A impressão de que há “uma farmácia em cada esquina”, como simplificou Giamberardino, é cada vez mais real. Se usarmos como base a recomendação da Organização Mundial da Saúde (OMS), de que deve-se existir uma farmácia para cada 8 mil habitantes, o Brasil está “sobrecarregado”, já que segundo últimos dados do CFF, há uma farmácia para cada 2,4 mil pessoas por aqui.

Carlos Alberto Bhering, professor de pediatria na Universidade de Vassouras, também observa esse fenômeno e cita ainda a abundância de propagandas de medicamentos a que a população é exposta. “No fim dos comerciais eles passam rapidamente aquele recado: ‘Ao persistir os sintomas, o médico deverá ser consultado’ e fica uma coisa quase subliminar logo depois de uma propaganda inteira que prega exatamente o contrário”.

No entanto, o médico também aponta a questão cultural como um fator importante: “Esse hábito está enraizado na cabeça das pessoas de todas as classes sociais, independente de acesso”, opina.

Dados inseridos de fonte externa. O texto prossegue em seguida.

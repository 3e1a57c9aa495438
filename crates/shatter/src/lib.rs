//! Impact shatter engine: concentric jigsaw cut patterns for fabrication.
//!
//! Pipeline: `ring` builds nested jagged loops around an impact point,
//! `impact` walks the loop grid, clips each edge to the `frame` and asks `tab`
//! for a cut shape, then derives `piece` connectivity by flood fill. `drc`
//! inspects the result and applies local repairs; `doc` persists it.
//!
//! API Policy
//! - The curated surface for callers lives in `api` and `prelude`. Module
//!   paths below are stable enough for tests and benches but may move.

pub mod api;
pub mod doc;
pub mod drc;
pub mod frame;
pub mod geom;
pub mod impact;
pub mod piece;
pub mod projectile;
pub mod ring;
pub mod sampling;
pub mod tab;

/// Library version string.
pub const VERSION: &str = env!("CARGO_PKG_VERSION");

// Vector type used under `geom::Point`.
pub use nalgebra::Vector2 as Vec2;

/// Common exports for quick imports in callers.
pub mod prelude {
    pub use crate::drc::{DrcCfg, DrcError, DrcKind, Entity, RepairReport};
    pub use crate::frame::RectangularFrame;
    pub use crate::geom::{Point, Polyline, Segment};
    pub use crate::impact::{Impact, ShatterParams};
    pub use crate::piece::{Piece, PieceId};
    pub use crate::projectile::Projectile;
    pub use crate::sampling::ReplayToken;
    pub use crate::tab::{Axis, Tab, TabCfg, TabKey, TabPrototype, TabShape};
}
//! Normalized tab shapes loaded from a library.

use super::{Axis, Tab, TabShape};
use crate::geom::{Point, Segment};

/// Tab shape on the unit chord `(0, 0) → (1, 0)`.
#[derive(Clone, Debug, PartialEq)]
pub struct TabPrototype {
    shape: TabShape,
    points: Vec<Point>,
    min_distance: f64,
}

impl TabPrototype {
    /// Normalize `points` onto the unit chord. `None` for fewer than two points
    /// or coincident ends.
    pub fn new(shape: TabShape, points: &[Point]) -> Option<Self> {
        let (&p0, &pn) = (points.first()?, points.last()?);
        if points.len() < 2 {
            return None;
        }
        let span = p0.dist(pn);
        if span == 0.0 {
            return None;
        }
        let angle = Segment::new(p0, pn).angle();
        let mut normalized: Vec<Point> = points
            .iter()
            .map(|p| (*p - p0).rotated(Point::origin(), -angle) * (1.0 / span))
            .collect();
        let last = normalized.len() - 1;
        normalized[0] = Point::origin();
        normalized[last] = Point::new(1.0, 0.0);
        let min_distance = Tab::from_points(shape, normalized.clone(), 0, 0, Axis::Angular, 1.0)
            .map_or(0.0, |t| t.self_distance());
        Some(Self {
            shape,
            points: normalized,
            min_distance,
        })
    }

    /// Classify a hand-drawn stroke: flat → `Line`, any backtracking along the
    /// chord → `Jagged`, otherwise `Fracture`.
    pub fn from_sketch(points: &[Point]) -> Option<Self> {
        let (&p0, &pn) = (points.first()?, points.last()?);
        let angle = Segment::new(p0, pn).angle();
        let local: Vec<Point> = points.iter().map(|p| p.rotated(p0, -angle)).collect();
        let y0 = local[0].y();
        let shape = if local.iter().all(|p| (p.y() - y0).abs() < 1e-9) {
            TabShape::Line
        } else if local.windows(2).any(|w| w[0].x() > w[1].x()) {
            TabShape::Jagged
        } else {
            TabShape::Fracture
        };
        Self::new(shape, points)
    }

    /// Capture an existing tab's shape.
    pub fn from_tab(tab: &Tab) -> Option<Self> {
        Self::new(tab.shape(), tab.points())
    }

    #[inline]
    pub fn shape(&self) -> TabShape {
        self.shape
    }
    #[inline]
    pub fn points(&self) -> &[Point] {
        &self.points
    }
    /// Clearance between non-adjacent segments on the unit chord.
    #[inline]
    pub fn min_distance(&self) -> f64 {
        self.min_distance
    }
}
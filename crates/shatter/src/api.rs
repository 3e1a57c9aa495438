//! Curated API for callers (the CLI, benches, downstream tools).
//!
//! Important
//! - Prefer these re-exports over deep module paths; internal layout may
//!   change between versions.

// Geometry
pub use crate::frame::RectangularFrame;
pub use crate::geom::{DistanceOffenders, Point, Polyline, Segment};
// Inputs
pub use crate::projectile::Projectile;
pub use crate::ring::{JaggedRing, RingCfg, Skew};
pub use crate::sampling::ReplayToken;
pub use crate::tab::{Axis, Tab, TabCfg, TabKey, TabPrototype, TabShape};
// Engine
pub use crate::impact::{extract_pieces, ring_increments, Impact, ParamsError, ShatterParams, TabGrid};
pub use crate::piece::{Piece, PieceId};
// Checks and repair
pub use crate::drc::{summary as drc_summary, DrcCfg, DrcError, DrcKind, DrcSummary, Entity, RepairReport};
// Documents
pub use crate::doc::{
    impact_from_json, impact_to_json, load_impact, load_projectile, load_prototype, load_tab_library,
    read_impact, read_projectile, read_prototype, save_impact, save_projectile, save_prototype, DocError,
    DOC_VERSION,
};
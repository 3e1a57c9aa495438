//! `<stem>.provenance.json` sidecars next to every artifact the CLI writes.
//!
//! A sidecar records which engine build produced the artifact, from which
//! inputs, and with which resolved configuration (seed included), so
//! `shatter generate`/`repair` runs can be replayed.

use anyhow::{Context, Result};
use serde::Serialize;
use serde_json::Value;
use std::fs;
use std::panic::Location;
use std::path::{Path, PathBuf};
use std::process::Command;

/// What produced an artifact: the resolved configuration and the input files.
pub struct Payload {
    pub params: Value,
    pub inputs: Vec<String>,
}

impl Payload {
    pub fn new(params: Value) -> Self {
        Self {
            params,
            inputs: Vec::new(),
        }
    }

    pub fn with_input(mut self, path: &Path) -> Self {
        self.inputs.push(path.to_string_lossy().into_owned());
        self
    }
}

#[derive(Serialize)]
struct Sidecar<'a> {
    code_rev: String,
    engine_version: &'static str,
    /// `file:line` of the command that wrote the artifact.
    written_by: String,
    inputs: &'a [String],
    params: &'a Value,
    output: String,
}

/// Write the sidecar of an artifact that already exists on disk.
#[track_caller]
pub fn write_sidecar<P: AsRef<Path>>(artifact: P, payload: Payload) -> Result<PathBuf> {
    let artifact = artifact.as_ref();
    let caller = Location::caller();
    let sidecar = Sidecar {
        code_rev: current_git_rev(),
        engine_version: shatter::VERSION,
        written_by: format!("{}:{}", caller.file(), caller.line()),
        inputs: &payload.inputs,
        params: &payload.params,
        output: artifact.to_string_lossy().into_owned(),
    };
    let path = provenance_path(artifact);
    fs::write(&path, serde_json::to_vec_pretty(&sidecar)?)
        .with_context(|| format!("writing {}", path.display()))?;
    tracing::debug!(path = %path.display(), "provenance");
    Ok(path)
}

fn provenance_path(artifact: &Path) -> PathBuf {
    artifact.with_extension("provenance.json")
}

/// `GIT_COMMIT` (build time, then run time), else `git rev-parse HEAD`, else "unknown".
pub fn current_git_rev() -> String {
    option_env!("GIT_COMMIT")
        .map(str::to_string)
        .or_else(|| std::env::var("GIT_COMMIT").ok())
        .filter(|rev| !rev.is_empty())
        .or_else(git_head)
        .unwrap_or_else(|| "unknown".to_string())
}

fn git_head() -> Option<String> {
    let output = Command::new("git").args(["rev-parse", "HEAD"]).output().ok()?;
    if !output.status.success() {
        return None;
    }
    String::from_utf8(output.stdout).ok().map(|s| s.trim().to_string())
}

#[cfg(test)]
mod tests {
    use super::*;
    use serde_json::json;
    use tempfile::tempdir;

    #[test]
    fn sidecar_sits_beside_the_artifact() {
        assert_eq!(
            provenance_path(Path::new("/tmp/out/cut.svg")),
            Path::new("/tmp/out/cut.provenance.json")
        );
        assert_eq!(
            provenance_path(Path::new("/tmp/out/impact")),
            Path::new("/tmp/out/impact.provenance.json")
        );
    }

    #[test]
    fn sidecar_lists_inputs_params_and_output() {
        let dir = tempdir().unwrap();
        let artifact = dir.path().join("impact.json");
        fs::write(&artifact, "{}").unwrap();
        let payload = Payload::new(json!({"seed": 4})).with_input(Path::new("params.json"));
        let path = write_sidecar(&artifact, payload).unwrap();
        let parsed: Value = serde_json::from_slice(&fs::read(path).unwrap()).unwrap();
        assert_eq!(parsed["output"], artifact.to_string_lossy().as_ref());
        assert_eq!(parsed["inputs"][0], "params.json");
        assert_eq!(parsed["params"]["seed"], 4);
        assert_eq!(parsed["engine_version"], shatter::VERSION);
        assert!(parsed["written_by"].as_str().unwrap().contains("provenance.rs:"));
    }
}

“Mesmo quem vai à consulta médica, que tem um diagnóstico firmado, é muito comum a não adesão ao tratamento prescrito pelo médico de forma completa. A pessoa não toma todos os medicamentos. Não considera que tem que tomar 7 dias de antibiótico se ela já está bem no quarto dia”, concorda Giamberardino. “Isso está relacionado à educação de saúde. As pessoas acabam ouvindo os pais, os amigos, e não os médicos. Como se indicar um remédio fosse algo simples”, completa.

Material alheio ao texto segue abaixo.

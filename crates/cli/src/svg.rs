//! SVG export of the cut paths (millimetre units) with the frame outline.

use std::fmt::Write as _;

use shatter::api::{Impact, Point};

/// Render `impact` as an SVG document.
///
/// The view box covers the frame and every cutting tab; coordinates are shifted
/// so the box starts at the origin. Cuts are black, the frame red.
pub fn render(impact: &Impact) -> String {
    let frame = impact.frame();
    let corners = [frame.min_corner(), frame.max_corner()];
    let cut_points = impact
        .tabs()
        .filter(|(_, t)| !t.is_gap())
        .flat_map(|(_, t)| t.points().iter().copied());
    let (lo, hi) = corners.into_iter().chain(cut_points).fold(
        (corners[0], corners[1]),
        |(lo, hi), p| {
            (
                Point::new(lo.x().min(p.x()), lo.y().min(p.y())),
                Point::new(hi.x().max(p.x()), hi.y().max(p.y())),
            )
        },
    );
    let (w, h) = (hi.x() - lo.x(), hi.y() - lo.y());

    let mut out = String::new();
    let _ = writeln!(out, r#"<?xml version="1.0" encoding="UTF-8"?>"#);
    let _ = writeln!(
        out,
        r#"<svg xmlns="http://www.w3.org/2000/svg" width="{w}mm" height="{h}mm" viewBox="0 0 {w} {h}">"#
    );
    for path in impact.to_polylines() {
        let pts: Vec<String> = path
            .points()
            .iter()
            .map(|p| format!("{:.3},{:.3}", p.x() - lo.x(), p.y() - lo.y()))
            .collect();
        let _ = writeln!(
            out,
            r#"  <polyline points="{}" fill="none" stroke="black" stroke-width="0.1"/>"#,
            pts.join(" ")
        );
    }
    let _ = writeln!(
        out,
        r#"  <rect x="{:.3}" y="{:.3}" width="{:.3}" height="{:.3}" fill="none" stroke="red" stroke-width="0.1"/>"#,
        frame.min_corner().x() - lo.x(),
        frame.min_corner().y() - lo.y(),
        frame.width(),
        frame.height()
    );
    out.push_str("</svg>\n");
    out
}
//! Impact generation: ring schedule, tab filling and cropping.

use rand::Rng;
use tracing::debug;

use super::{Impact, ShatterParams, TabGrid};
use crate::frame::RectangularFrame;
use crate::projectile::Projectile;
use crate::ring::{JaggedRing, RingCfg};
use crate::sampling::geomspace;
use crate::tab::{Axis, EdgeDraft, ShapeOdds, Tab, TabCfg, TabKey, TabPrototype};

/// Radial increment of every ring: the first ring's radius, then the
/// progression's differences shifted so the smallest equals `first_delta`.
pub fn ring_increments(r0: f64, r1: f64, n: usize, first_delta: f64) -> Vec<f64> {
    let radii = geomspace(r0.min(r1), r0.max(r1), n);
    let Some(&first) = radii.first() else {
        return Vec::new();
    };
    let diffs: Vec<f64> = radii.windows(2).map(|w| w[1] - w[0]).collect();
    let min_diff = diffs.iter().copied().fold(f64::INFINITY, f64::min);
    let mut out = Vec::with_capacity(n);
    out.push(first);
    out.extend(diffs.iter().map(|d| d + first_delta - min_diff));
    out
}

impl Impact {
    /// Generate a new impact pattern.
    ///
    /// Rings are built about the origin (ring 0 shaped by the projectile when
    /// given), centered on `params.center`, then walked from the outermost
    /// ring inward; each ring contributes its radial tabs (towards the inner
    /// ring) and its angular tabs. The grid is cropped to the leading block of
    /// divisions and rings that produced any tab.
    pub fn generate<R: Rng + ?Sized>(
        frame: RectangularFrame,
        projectile: Option<&Projectile>,
        library: &[TabPrototype],
        params: &ShatterParams,
        tab_cfg: &TabCfg,
        rng: &mut R,
    ) -> Impact {
        let n = params.rings;
        let ndiv = params.divisions.max(1);
        let increments = ring_increments(params.impact_radius[0], params.impact_radius[1], n, params.first_ring_delta);
        let rjs = geomspace(params.radial_jitter_pc[0], params.radial_jitter_pc[1], n);
        let ajs = geomspace(params.angular_jitter_pc[0], params.angular_jitter_pc[1], n);

        let mut rings: Vec<JaggedRing> = Vec::with_capacity(n);
        for level in 0..n {
            let cfg = RingCfg {
                increment: increments[level],
                divisions: ndiv,
                angular_jitter_pc: ajs[level],
                radial_jitter_pc: rjs[level],
                min_scale: params.min_scale,
                max_scale: params.max_scale,
                skew: params.skew,
            };
            let ring = JaggedRing::generate(level, &cfg, rings.last(), projectile, rng);
            rings.push(ring);
        }
        let center = params.center_point();
        let rings: Vec<JaggedRing> = rings.into_iter().map(|r| r.centered_on(center)).collect();

        let (grid, produced) = fill_tabs(&frame, &rings, ndiv, params, tab_cfg, library, rng);
        let grid = match produced {
            Some((max_div, max_ring)) => grid.cropped(max_div + 1, max_ring + 1),
            None => TabGrid::new(0, 0),
        };
        debug!(
            rings = n,
            divisions = ndiv,
            rows = grid.rows(),
            columns = grid.columns(),
            tabs = grid.len(),
            "impact grid filled"
        );

        let impact = Impact::from_grid(ndiv, frame, grid);
        debug!(pieces = impact.piece_count(), "impact connectivity derived");
        impact
    }
}

/// Fill a `ndiv × rings × 2` grid; returns it with the largest
/// `(division, ring)` that produced a tab.
fn fill_tabs<R: Rng + ?Sized>(
    frame: &RectangularFrame,
    rings: &[JaggedRing],
    ndiv: usize,
    params: &ShatterParams,
    cfg: &TabCfg,
    library: &[TabPrototype],
    rng: &mut R,
) -> (TabGrid, Option<(usize, usize)>) {
    let mut grid = TabGrid::new(ndiv, rings.len());
    let mut produced: Option<(usize, usize)> = None;

    for (level, ring) in rings.iter().enumerate().rev() {
        let pts = ring.points();
        let inner = level.checked_sub(1).map(|k| &rings[k]);
        for i in 0..ring.divisions().min(ndiv) {
            let (p1, p2) = (pts[i], pts[i + 1]);
            let mut any = false;

            let (scaled_length, odds) = match inner {
                Some(inner) => {
                    let ipts = inner.points();
                    let (ip1, ip2) = (ipts[i], ipts[i + 1]);
                    let sl = (p1.dist(p2) + p2.dist(ip2) + p1.dist(ip1) + ip1.dist(ip2)) / 4.0;
                    let radial = EdgeDraft {
                        p1: ip1,
                        p2: p1,
                        ring: level,
                        division: i,
                        axis: Axis::Radial,
                        scaled_length: sl,
                    };
                    let odds = ShapeOdds {
                        gap: params.p_no_radial,
                        not_jagged: params.p_not_jagged,
                        prototype: params.p_prototype,
                        allow_jagged: true,
                    };
                    let tab = Tab::synthesize(frame, &radial, cfg, &odds, library, rng);
                    any |= tab.is_some();
                    grid.set(TabKey::new(i, level - 1, Axis::Radial.slot()), tab);
                    (sl, ShapeOdds { gap: params.p_no_ring, ..odds })
                }
                None => (
                    0.0,
                    ShapeOdds {
                        gap: 0.0,
                        not_jagged: params.p_not_jagged,
                        prototype: 0.0,
                        allow_jagged: false,
                    },
                ),
            };

            let angular = EdgeDraft {
                p1,
                p2,
                ring: level,
                division: i,
                axis: Axis::Angular,
                scaled_length,
            };
            let tab = Tab::synthesize(frame, &angular, cfg, &odds, library, rng);
            any |= tab.is_some();
            grid.set(TabKey::new(i, level, Axis::Angular.slot()), tab);

            if any {
                produced = Some(match produced {
                    Some((d, r)) => (d.max(i), r.max(level)),
                    None => (i, level),
                });
            }
        }
    }
    (grid, produced)
}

De acordo com uma outra pesquisa sobre automedicação divulgada pelo ICTQ em 2014, 72% das pessoas que admitiram o uso de medicamentos por conta própria afirmaram confiar na indicação de familiares e 42,4% na de amigos. Além disso 68,1% das pessoas disseram que recomendam remédios para os outros. 46,1% confessam que não leem a bula antes do consumo.

A Agência Nacional de Vigilância Sanitária (Anvisa) também citou o fator cultural e falta de acesso para explicar o fenômeno e reiterou que busca soluções para minimizar os perigos. “A Anvisa, assim como o Ministério da Saúde, tem promovido ações de conscientização da população para o uso racional de medicamentos e dos riscos resultantes da automedicação”.

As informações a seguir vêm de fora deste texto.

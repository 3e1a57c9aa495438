//! Design-rule checking and heuristic repair.
//!
//! Purpose
//! - Flag geometric conditions that make a cut pattern unmanufacturable or
//!   produce pieces that fall apart, and apply local mitigations.
//!
//! Why this design
//! - Errors reference tabs and pieces by key (`Entity`), never by pointer, so
//!   the grid can be edited while a report is held.
//! - Tab-pair checks only run inside an index window (`DrcCfg::extents`);
//!   tabs far apart in ring/division space are assumed far apart in the plane.
//! - Repair is one batch per call. Callers alternate `Impact::drc` and
//!   `Impact::repair` until the report is clean or they give up.
//!
//! Layout
//! - `types.rs` (config, error records, summary), `check.rs` (rules),
//!   `repair.rs` (mitigations).
//!
//! Code cross-refs: `impact::Impact`, `tab::Tab::{dist_to_tab,angle_to_tab}`,
//! `piece::Piece::border`.

mod check;
mod repair;
mod types;

pub use check::{in_window, piece_check, single_tab_check, tab_frame_check, two_tab_check};
pub use repair::RepairReport;
pub use types::{summary, DrcCfg, DrcError, DrcKind, DrcSummary, Entity};
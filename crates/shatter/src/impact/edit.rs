//! Tab edits addressed by grid key.
//!
//! Each edit drops the DRC errors that reference the edited tab and re-derives
//! the pieces, whose centroids follow their tabs.

use rand::Rng;
use tracing::debug;

use super::Impact;
use crate::drc::DrcKind;
use crate::tab::{TabCfg, TabKey, TabShape};

impl Impact {
    /// Mirror a tab through its chord midpoint. Returns `false` for a missing key.
    pub fn flip_tab(&mut self, key: TabKey) -> bool {
        let Some(tab) = self.grid.get_mut(key) else {
            return false;
        };
        tab.flip();
        self.clear_tab_errors(key);
        self.recompute_pieces();
        true
    }

    /// Remove the cut; the two adjacent pieces merge.
    pub fn make_gap(&mut self, key: TabKey) -> bool {
        let Some(tab) = self.grid.get_mut(key) else {
            return false;
        };
        tab.make_gap();
        self.clear_tab_errors(key);
        self.recompute_pieces();
        true
    }

    pub fn make_jagged<R: Rng + ?Sized>(&mut self, key: TabKey, cfg: &TabCfg, rng: &mut R) -> bool {
        let Some(tab) = self.grid.get_mut(key) else {
            return false;
        };
        tab.make_jagged(cfg, false, rng);
        self.clear_tab_errors(key);
        self.recompute_pieces();
        true
    }

    pub fn make_fracture<R: Rng + ?Sized>(&mut self, key: TabKey, cfg: &TabCfg, rng: &mut R) -> bool {
        let Some(tab) = self.grid.get_mut(key) else {
            return false;
        };
        tab.make_fracture(cfg.fracture_points, cfg.seg_jitter_pc, rng);
        self.clear_tab_errors(key);
        self.recompute_pieces();
        true
    }

    /// Redraw every cutting tab with `cfg`, keeping its variant.
    /// Gaps stay gaps; all DRC errors are dropped.
    pub fn regenerate_tabs<R: Rng + ?Sized>(&mut self, cfg: &TabCfg, rng: &mut R) {
        let mut redrawn = 0usize;
        for key in self.grid.keys() {
            if let Some(tab) = self.grid.get_mut(key) {
                if tab.shape() != TabShape::Gap {
                    tab.remake(cfg, rng);
                    redrawn += 1;
                }
            }
        }
        self.clear_drc();
        self.recompute_pieces();
        debug!(redrawn, "tabs regenerated");
    }

    /// Flip both tabs of every `Intersection` error and drop those errors.
    /// Returns the number of errors handled.
    pub fn flip_intersecting(&mut self) -> usize {
        let (hits, rest): (Vec<_>, Vec<_>) = std::mem::take(&mut self.errors)
            .into_iter()
            .partition(|e| e.kind == DrcKind::Intersection);
        self.errors = rest;
        for err in &hits {
            for key in err.tab_keys() {
                if let Some(tab) = self.grid.get_mut(key) {
                    tab.flip();
                }
            }
        }
        if !hits.is_empty() {
            self.recompute_pieces();
        }
        hits.len()
    }
}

Dentro da questão cultural, a desinformação, a falta de confiança nos profissionais de saúde e a noção de que cada pessoa sabe o que é melhor para a própria saúde ganharam um enorme combustível na última década: as fake news.

Epidemia de notícias falsas
Já famosas em tópicos como política, economia e cultura, as notícias falsas entraram de cabeça no universo da saúde com a pandemia da covid-19. Entre as mais famosas em grupos da internet, estavam as falsas informações de que o vírus teria sido fabricado em um laboratório na China e de que a doença sequer existia.

No entanto, a desinformação sempre esteve presente quando o assunto é saúde. Tradições familiares e tratamentos alternativos, quase sempre bem intencionados, foram os primeiros a desafiar a ciência e serem espalhados como opções que pudessem substituir indicações médicas. Hoje, grupos organizados, como o movimento anti-vacina, militam contra evidências científicas e profissionais de saúde, fortalecendo ainda mais a descrença na ciência.

Os especialistas pedem cautela, não descartam a eficácia de tratamentos alternativos sérios, mas reiteram a importância de se separar o joio do trigo. “É preciso primeiro verificar que tipo de terapia está falando. No caso da ozonioterapia, não é alternativa, porque não é uma coisa que pode se usar a exemplo de uma homeopatia, que não tem comprovação científica, mas é aprovada pelo CFM ou acupuntura, que tem comprovação e aprovação do conselho. A terapia com ozônio não é nem reconhecida, portanto é considerada charlatanismo”, pondera Lichtenstein, em referência a um tratamento que ganhou visibilidade durante a pandemia depois que o prefeito de Itajaí (SC), Volnei Morastoni (MDB), anunciou que a cidade faria parte de um estudo para avaliar a eficácia da ozonioterapia pela via retal no tratamento da covid-19.